**What the task asks**
Your answer should be only the lines below from the one with "fields may be numbers or numeric strings." to the one with "daily grouping uses", repeated exactly, ends included.
╭──
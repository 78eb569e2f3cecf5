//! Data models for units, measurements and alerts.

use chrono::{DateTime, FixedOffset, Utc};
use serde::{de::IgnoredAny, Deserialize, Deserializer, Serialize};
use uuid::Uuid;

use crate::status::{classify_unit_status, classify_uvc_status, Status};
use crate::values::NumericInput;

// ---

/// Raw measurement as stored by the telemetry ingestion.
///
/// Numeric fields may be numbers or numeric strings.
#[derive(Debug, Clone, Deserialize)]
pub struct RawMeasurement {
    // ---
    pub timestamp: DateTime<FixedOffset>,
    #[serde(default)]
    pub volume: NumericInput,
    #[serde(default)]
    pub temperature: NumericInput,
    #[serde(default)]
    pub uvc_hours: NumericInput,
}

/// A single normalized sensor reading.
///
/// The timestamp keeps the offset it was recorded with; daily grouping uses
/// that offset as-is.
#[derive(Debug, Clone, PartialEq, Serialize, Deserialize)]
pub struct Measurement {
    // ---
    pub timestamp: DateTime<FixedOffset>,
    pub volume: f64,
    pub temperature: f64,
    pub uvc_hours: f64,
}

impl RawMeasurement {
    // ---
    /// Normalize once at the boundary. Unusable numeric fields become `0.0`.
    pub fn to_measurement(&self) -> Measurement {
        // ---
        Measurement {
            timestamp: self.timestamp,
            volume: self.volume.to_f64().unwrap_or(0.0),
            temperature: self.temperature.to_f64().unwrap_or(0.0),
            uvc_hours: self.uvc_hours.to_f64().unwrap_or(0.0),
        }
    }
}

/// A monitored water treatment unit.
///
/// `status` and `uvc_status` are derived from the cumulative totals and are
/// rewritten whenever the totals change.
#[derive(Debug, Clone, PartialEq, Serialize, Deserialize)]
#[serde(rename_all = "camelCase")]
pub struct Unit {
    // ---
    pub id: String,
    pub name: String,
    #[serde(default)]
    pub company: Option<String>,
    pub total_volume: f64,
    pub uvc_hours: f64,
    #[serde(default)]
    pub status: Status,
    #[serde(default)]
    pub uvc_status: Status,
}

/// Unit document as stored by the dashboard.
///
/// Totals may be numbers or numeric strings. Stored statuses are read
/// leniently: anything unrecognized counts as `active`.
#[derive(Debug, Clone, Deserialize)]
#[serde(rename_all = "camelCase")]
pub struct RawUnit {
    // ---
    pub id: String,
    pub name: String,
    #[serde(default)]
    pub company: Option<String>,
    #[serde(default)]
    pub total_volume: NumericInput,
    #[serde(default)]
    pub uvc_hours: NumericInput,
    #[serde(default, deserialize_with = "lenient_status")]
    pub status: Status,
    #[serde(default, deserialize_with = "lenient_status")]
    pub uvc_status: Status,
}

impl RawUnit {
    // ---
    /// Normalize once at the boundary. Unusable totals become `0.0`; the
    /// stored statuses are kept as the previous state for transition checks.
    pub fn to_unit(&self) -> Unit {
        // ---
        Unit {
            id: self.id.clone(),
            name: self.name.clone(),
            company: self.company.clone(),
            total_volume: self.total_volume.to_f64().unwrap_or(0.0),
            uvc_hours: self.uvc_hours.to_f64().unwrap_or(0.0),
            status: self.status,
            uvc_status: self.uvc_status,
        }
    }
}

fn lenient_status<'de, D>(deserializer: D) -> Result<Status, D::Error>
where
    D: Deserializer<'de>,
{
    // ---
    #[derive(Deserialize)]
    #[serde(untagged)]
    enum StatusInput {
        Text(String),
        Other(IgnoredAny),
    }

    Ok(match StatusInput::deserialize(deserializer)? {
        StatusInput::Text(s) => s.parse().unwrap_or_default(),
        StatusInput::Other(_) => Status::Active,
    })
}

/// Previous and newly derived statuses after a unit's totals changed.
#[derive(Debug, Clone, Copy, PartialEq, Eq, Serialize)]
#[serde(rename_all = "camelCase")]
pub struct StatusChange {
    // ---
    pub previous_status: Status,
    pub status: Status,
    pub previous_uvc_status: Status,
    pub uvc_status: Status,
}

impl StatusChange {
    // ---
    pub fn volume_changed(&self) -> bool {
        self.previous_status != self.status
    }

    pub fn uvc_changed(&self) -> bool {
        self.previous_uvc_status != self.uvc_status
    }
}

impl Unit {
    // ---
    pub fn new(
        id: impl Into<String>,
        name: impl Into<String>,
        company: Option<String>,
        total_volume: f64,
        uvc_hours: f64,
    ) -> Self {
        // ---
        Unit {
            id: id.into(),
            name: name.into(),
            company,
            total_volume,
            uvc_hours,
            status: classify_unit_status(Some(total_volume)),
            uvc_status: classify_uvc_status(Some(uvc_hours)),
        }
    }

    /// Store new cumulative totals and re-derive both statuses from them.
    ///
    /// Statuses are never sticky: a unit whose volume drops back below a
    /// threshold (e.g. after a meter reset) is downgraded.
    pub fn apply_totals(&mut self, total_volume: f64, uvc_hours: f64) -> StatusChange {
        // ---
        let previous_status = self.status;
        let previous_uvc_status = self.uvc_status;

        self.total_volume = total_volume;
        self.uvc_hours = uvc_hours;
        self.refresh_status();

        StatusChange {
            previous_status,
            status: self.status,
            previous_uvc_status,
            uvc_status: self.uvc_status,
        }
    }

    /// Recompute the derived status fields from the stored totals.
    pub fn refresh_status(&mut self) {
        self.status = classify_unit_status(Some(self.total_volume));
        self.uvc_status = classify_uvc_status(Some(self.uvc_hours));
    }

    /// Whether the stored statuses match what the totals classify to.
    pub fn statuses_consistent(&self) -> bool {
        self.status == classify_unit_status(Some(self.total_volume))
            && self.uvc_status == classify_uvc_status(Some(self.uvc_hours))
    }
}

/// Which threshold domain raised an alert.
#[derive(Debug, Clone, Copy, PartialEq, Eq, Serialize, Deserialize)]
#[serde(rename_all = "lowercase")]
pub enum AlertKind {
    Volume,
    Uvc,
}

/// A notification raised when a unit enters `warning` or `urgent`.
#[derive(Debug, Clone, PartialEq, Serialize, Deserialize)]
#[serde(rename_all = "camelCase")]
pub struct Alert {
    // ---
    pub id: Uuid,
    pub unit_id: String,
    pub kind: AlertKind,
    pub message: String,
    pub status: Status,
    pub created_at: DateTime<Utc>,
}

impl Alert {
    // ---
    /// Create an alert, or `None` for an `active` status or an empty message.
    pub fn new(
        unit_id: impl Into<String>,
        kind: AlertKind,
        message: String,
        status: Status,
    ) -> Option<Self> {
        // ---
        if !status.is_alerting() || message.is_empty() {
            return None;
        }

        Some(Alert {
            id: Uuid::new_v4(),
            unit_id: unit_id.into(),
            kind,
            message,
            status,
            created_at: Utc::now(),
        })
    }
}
╰──
╭──
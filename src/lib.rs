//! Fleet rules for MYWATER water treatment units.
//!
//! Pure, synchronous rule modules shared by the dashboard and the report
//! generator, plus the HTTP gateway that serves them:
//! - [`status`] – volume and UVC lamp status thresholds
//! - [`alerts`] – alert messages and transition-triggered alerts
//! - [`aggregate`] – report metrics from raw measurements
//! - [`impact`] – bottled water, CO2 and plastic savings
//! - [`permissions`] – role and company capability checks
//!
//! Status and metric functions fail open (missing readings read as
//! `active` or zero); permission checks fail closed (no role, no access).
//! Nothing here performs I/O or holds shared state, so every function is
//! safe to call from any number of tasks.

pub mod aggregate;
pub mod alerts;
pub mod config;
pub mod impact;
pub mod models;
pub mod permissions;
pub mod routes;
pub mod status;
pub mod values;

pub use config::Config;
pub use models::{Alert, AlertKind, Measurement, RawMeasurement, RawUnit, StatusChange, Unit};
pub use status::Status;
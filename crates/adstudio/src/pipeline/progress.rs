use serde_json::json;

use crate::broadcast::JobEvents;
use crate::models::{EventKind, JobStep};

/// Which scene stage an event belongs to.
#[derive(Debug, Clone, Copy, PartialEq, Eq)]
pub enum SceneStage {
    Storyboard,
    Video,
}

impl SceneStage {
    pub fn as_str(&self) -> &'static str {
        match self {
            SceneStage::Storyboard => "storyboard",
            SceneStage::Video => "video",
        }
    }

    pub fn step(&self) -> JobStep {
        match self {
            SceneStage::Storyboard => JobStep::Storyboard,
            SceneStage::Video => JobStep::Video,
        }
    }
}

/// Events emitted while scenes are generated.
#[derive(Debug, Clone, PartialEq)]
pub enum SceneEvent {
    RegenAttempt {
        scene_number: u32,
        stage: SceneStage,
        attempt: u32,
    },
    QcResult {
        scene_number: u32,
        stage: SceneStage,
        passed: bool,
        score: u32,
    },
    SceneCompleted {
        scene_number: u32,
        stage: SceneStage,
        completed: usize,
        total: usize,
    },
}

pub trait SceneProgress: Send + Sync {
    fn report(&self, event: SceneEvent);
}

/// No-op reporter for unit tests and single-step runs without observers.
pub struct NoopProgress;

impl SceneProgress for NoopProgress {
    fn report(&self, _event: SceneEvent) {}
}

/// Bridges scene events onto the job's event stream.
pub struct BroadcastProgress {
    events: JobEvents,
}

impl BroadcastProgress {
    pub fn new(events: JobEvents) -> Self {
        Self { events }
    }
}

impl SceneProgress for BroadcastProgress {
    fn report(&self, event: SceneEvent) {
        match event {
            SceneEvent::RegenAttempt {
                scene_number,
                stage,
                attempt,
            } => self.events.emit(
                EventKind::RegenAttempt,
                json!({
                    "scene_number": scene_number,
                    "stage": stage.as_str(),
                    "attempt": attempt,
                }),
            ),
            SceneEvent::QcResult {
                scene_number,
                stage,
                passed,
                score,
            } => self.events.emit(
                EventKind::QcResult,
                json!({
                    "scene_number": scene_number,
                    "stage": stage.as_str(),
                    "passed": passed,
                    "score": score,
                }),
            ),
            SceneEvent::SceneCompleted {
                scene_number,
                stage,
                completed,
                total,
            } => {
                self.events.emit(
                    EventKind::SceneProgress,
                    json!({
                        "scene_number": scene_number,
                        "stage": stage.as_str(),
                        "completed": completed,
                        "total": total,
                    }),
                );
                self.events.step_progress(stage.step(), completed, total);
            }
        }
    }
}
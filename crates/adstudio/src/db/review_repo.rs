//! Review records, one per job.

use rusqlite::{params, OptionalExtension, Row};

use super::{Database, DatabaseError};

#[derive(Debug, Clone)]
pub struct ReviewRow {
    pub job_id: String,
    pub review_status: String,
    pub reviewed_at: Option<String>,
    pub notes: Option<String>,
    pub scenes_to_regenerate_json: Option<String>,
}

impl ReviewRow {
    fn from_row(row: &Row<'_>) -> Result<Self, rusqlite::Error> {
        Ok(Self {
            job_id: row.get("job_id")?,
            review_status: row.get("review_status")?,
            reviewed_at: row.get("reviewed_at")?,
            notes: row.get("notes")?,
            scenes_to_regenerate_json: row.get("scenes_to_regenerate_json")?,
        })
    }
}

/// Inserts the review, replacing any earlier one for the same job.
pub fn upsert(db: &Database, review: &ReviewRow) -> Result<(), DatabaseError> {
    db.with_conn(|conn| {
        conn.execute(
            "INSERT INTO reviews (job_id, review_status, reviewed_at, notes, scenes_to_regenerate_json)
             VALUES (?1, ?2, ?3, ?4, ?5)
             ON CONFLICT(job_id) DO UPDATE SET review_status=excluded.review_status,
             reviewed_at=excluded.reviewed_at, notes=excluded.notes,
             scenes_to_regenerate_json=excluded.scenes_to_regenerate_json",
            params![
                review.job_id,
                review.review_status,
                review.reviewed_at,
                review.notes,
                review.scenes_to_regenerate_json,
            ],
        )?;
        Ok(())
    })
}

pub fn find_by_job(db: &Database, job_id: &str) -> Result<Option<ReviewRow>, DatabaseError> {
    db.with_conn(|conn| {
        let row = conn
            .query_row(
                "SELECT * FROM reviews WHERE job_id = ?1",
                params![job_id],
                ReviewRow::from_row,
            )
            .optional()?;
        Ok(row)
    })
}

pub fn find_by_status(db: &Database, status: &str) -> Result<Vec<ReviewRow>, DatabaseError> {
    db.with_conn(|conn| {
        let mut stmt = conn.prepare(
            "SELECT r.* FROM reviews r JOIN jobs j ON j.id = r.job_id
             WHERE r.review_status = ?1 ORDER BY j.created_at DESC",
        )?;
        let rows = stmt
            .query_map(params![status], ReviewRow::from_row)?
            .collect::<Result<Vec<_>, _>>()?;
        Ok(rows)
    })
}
╰──
**Response area**
/// Numeric fields may be numbers or numeric strings.
#[derive(Debug, Clone, Deserialize)]
pub struct RawMeasurement {
    // ---
    pub timestamp: DateTime<FixedOffset>,
    #[serde(default)]
    pub volume: NumericInput,
    #[serde(default)]
    pub temperature: NumericInput,
    #[serde(default)]
    pub uvc_hours: NumericInput,
}

/// A single normalized sensor reading.
///
/// The timestamp keeps the offset it was recorded with; daily grouping uses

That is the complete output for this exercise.